One Button. That much damage…

.#BuffTusk

Tusk’s gameplan is kind of obvious more quickly than other characters, and he’s got good damage so you don’t have to be right with that gameplan as often to win.

But his buttons are still massively slow, he doesn’t really have high-low mixups, and you have to DP every jump or else he has to deal with pressure. While I haven’t tested, I imagine his bigger hitbox makes him hate having to deal with some meaty crossup stuff. I imagine he has a really hard time against some zoners/hit-and-run characters.

But I mean… the guy has to press 25 frame buttons (or worse) often in neutral. If you block them, he’s at least minus frames, if not punishable in several situations. No matter how good his damage is, that type of thing has a lot of holes in it.

It’s really common to say “patch the easy day 1 stuff” in a fighting game, because it’s frustrating, but this type of thing very clearly will not be as good in a month or two.

Relating to the OP, I like that back stab does 22% unbreakable. That move looks like it should hurt, and it does.

3 Likes

His buttons may be slow, but combining them with the whole of his moveset, especially with the use of his combo trait produces what feels like a very mindless playstyle.

At any rate, I’m not calling for anyone to “patch” anything, but I do hope that it will be observed with due diligence it deserves because there seems to be what feels like oversights in his design. Maybe they are smaller than I’m picturing them, and I’m simply not used to the match up (which is a fair statement to make). However, I do feel there is something within his gameplan worth observing to see whether or not it was properly operating and not overpowered.

Also, his dash into slide, much like Sabrewulf’s sliding slash move, does make for a decent high-low mixup. It does seem slower than Sabrewulf’s though, and is definitely punishable on block, so there is a decent risk to it, but it’s definitely fair if you get hit by it.

I will agree though, given the huge startup and timing of forward MP, I do feel like the 22% is justified. I have no issue with that at all.

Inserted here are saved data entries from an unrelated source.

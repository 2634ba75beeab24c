use serde::{Deserialize, Serialize};

#[derive(Clone, Debug, Eq, PartialEq, Serialize, Deserialize)]
pub struct WorkspaceSnapshot {
    pub id: String,
    pub name: String,
    #[serde(default)]
    pub color: Option<String>,
}

#[derive(Clone, Copy, Debug, Eq, PartialEq, Serialize, Deserialize)]
#[serde(rename_all = "snake_case")]
pub enum SelectionSource {
    None,
    Persisted,
    Explicit,
}

#[derive(Clone, Debug, Serialize, Deserialize)]
pub struct HeaderSnapshot {
    pub rev: u64,
    pub workspaces: Vec<WorkspaceSnapshot>,
    #[serde(default)]
    pub selected_workspace: Option<WorkspaceSnapshot>,
    pub selection_source: SelectionSource,
    #[serde(default)]
    pub last_error: Option<String>,
}

#[derive(Clone, Debug, Serialize, Deserialize)]
#[serde(tag = "type", rename_all = "snake_case")]
pub enum ClientAction {
    RouteChanged {
        url: String,
    },
    WorkspacesLoaded {
        workspaces: Vec<WorkspaceSnapshot>,
    },
    SelectWorkspace {
        workspace_id: String,
    },
    ClearError,
}

#[derive(Clone, Debug, Serialize, Deserialize)]
#[serde(tag = "type", rename_all = "snake_case")]
pub enum ClientEvent {
    HeaderChanged {
        rev: u64,
        header: Box<HeaderSnapshot>,
    },
    Navigate {
        target: String,
    },
    WorkspaceSelected {
        workspace: WorkspaceSnapshot,
    },
    Toast {
        message: String,
    },
}

/// Response schema of `GET /users/profile`. The backend owns the shape; the
/// client decodes it here instead of trusting it implicitly.
#[derive(Clone, Debug, Eq, PartialEq, Serialize, Deserialize)]
#[serde(rename_all = "camelCase")]
pub struct UserProfile {
    #[serde(rename = "_id", alias = "id")]
    pub id: String,
    pub name: String,
    pub email: String,
    #[serde(default)]
    pub profile_picture: Option<String>,
}

/// Request body of `PUT /users/profile`.
#[derive(Clone, Debug, Eq, PartialEq, Serialize, Deserialize)]
#[serde(rename_all = "camelCase")]
pub struct ProfileUpdate {
    pub name: String,
    #[serde(default, skip_serializing_if = "Option::is_none")]
    pub profile_picture: Option<String>,
}

/// Request body of `POST /users/change-password`.
#[derive(Clone, Debug, Eq, PartialEq, Serialize, Deserialize)]
#[serde(rename_all = "camelCase")]
pub struct ChangePasswordRequest {
    pub current_password: String,
    pub new_password: String,
    pub confirm_password: String,
}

Yeah, he has some mix up potential but both the low and the overhead are punishable on block. I think the overhead can be stuffed too, so it’s not useful as a close range mix up. These only really work after you have conditioned your opponent to be working around your massive sword swings and not be jumping into your face.

If you are patient and have good defense, Tusk has a hard time getting a combo started. Sure, you take chip damage but you aren’t going to get chipped out while waiting for Tusk to do something punishable. The tricky part is knowing when to initiate your offense and I think people are going to figure this out with a little more experience.

He is very vulnerable to this and it shows up in the matchup with Rash and Shago, in my experience. His DP is useless in my hands unless the opponent is jumping in from mid range (which is where they never really want to be with Tusk). However, I find that his c.HP sweeps back over his body fast enough that if you are expecting a cross up you will hit them before they hit you. I haven’t tested this thoroughly or labbed it up but it works pretty darn well “in the field” against Rash.

Kan Ra’s unblockable combos were not BS? Why is the first response to nurf, and not to learn to work around it? He is really slow, so he needs something to even it out. Just so you know I don’t even play him, but have fought him.

1 Like

Yeah, I’ve found that both crouching and standing HP tend to have this property and do well to dissuade people from using cross-ups. Cinder had an especially hard time applying cross up pressure against most Tusk players I’ve played.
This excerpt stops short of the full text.